Brunsdon, along with Jason Jacobs, Ann Gray, and Tim O’Sullivan founded the Midlands Television Research Group in the 1990s, to create a space for media scholars in the United Kingdom. [9] The group continues to meets once a term to discuss television, the news, keep up to date about new work regarding film and television, discuss their individual projects, and work on collaborative projects. [10] Group members include Ph.D. students and media scholars at the University of Warwick, De Montfort University, University of Lincoln, Leeds Metropolitan University, University of Hull, and University of Central England. Group projects led by Brunson include "Factual entertainment on British television: The Midlands TV Research Group’s‘8–9 Project’" [11] and "In Focus: The Place of Television Studies: A View from the British Midlands: Introduction". [12]
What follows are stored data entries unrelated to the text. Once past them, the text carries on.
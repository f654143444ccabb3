//! Wraps the XML parser and turns its failures into structured diagnostics.

use crate::node::XmlNode;
use once_cell::sync::Lazy;
use regex::Regex;
use serde::Serialize;
use thiserror::Error;

/// A single `(line, column)` record extracted from a parser diagnostic.
#[derive(Debug, Clone, PartialEq, Eq, Serialize)]
pub struct ParserIssue {
    pub line: u32,
    pub column: u32,
    pub message: String,
}

/// A parse failure: the human-readable diagnostic plus any positional
/// issues that could be extracted from it.
#[derive(Debug, Clone, Error)]
#[error("{message}")]
pub struct ParseDiagnostic {
    pub message: String,
    pub issues: Vec<ParserIssue>,
}

/// A parsed, read-only XML document. Never mutated by downstream
/// validators or evaluators; formatting produces new text that must be
/// re-parsed.
#[derive(Debug)]
pub struct XmlDocument<'input> {
    doc: roxmltree::Document<'input>,
}

impl<'input> XmlDocument<'input> {
    /// Parses `text` into a document. Malformed input becomes a normal
    /// `Err` value; no parser fault escapes this function.
    pub fn parse(text: &'input str) -> Result<Self, ParseDiagnostic> {
        match roxmltree::Document::parse(text) {
            Ok(doc) => Ok(Self { doc }),
            Err(e) => {
                let pos = e.pos();
                let message = format!("error on line {} at column {}: {}", pos.row, pos.col, e);
                let issues = extract_issues(&message);
                log::debug!("XML parse failed: {message}");
                Err(ParseDiagnostic { message, issues })
            }
        }
    }

    /// The document root (the node above the root element).
    pub fn root(&self) -> XmlNode<'_, 'input> {
        XmlNode::Tree(self.doc.root())
    }

    /// The root element.
    pub fn root_element(&self) -> XmlNode<'_, 'input> {
        XmlNode::Tree(self.doc.root_element())
    }
}

static ISSUE_PATTERN: Lazy<Regex> =
    Lazy::new(|| Regex::new(r"(?i)error on line\s+(\d+)\s+at column\s+(\d+)").unwrap());

/// Scans a diagnostic text for `error on line L at column C` records.
/// Best-effort: diagnostics in any other shape yield no issues. Order of
/// appearance is preserved.
pub fn extract_issues(error_text: &str) -> Vec<ParserIssue> {
    ISSUE_PATTERN
        .captures_iter(error_text)
        .filter_map(|caps| {
            let line: u32 = caps[1].parse().ok()?;
            let column: u32 = caps[2].parse().ok()?;
            Some(ParserIssue {
                line,
                column,
                message: format!("Line {line}, column {column}"),
            })
        })
        .collect()
}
Brunsdon was the Principal Investigator on the Projection Project from 2014-2018. [13] In the Projection Project she served as the key point of contact for project management. [14] In addition to this she worked with Dr. Richard Wallace in the planning and analysis of interviews. The Project researched the history of cinema projection in the United Kingdom after the switch to digital projection in most cinemas by using interviews, archives, feature films, and photographs. It focused on four areas: the modern transition to digital, the history of the cinema projectionists job, the projectionists in films themselves, and digital projection as a new form of art. The project ran from 2014-2018 and was funded by the Arts and Humanities Research Council (AHRC). [15]
Brunsdon has developed and taught a large array of courses regarding television and film studies at the University of Warwick and visiting semesters in the United States at Duke University and the University of Wisconsin-Madison. The classes she has taught include ‘The Cinema and the City’, ‘National Cinemas’ and ‘Film and Television Culture in Britain’. She has also supervised many Ph.D. theses on film and television.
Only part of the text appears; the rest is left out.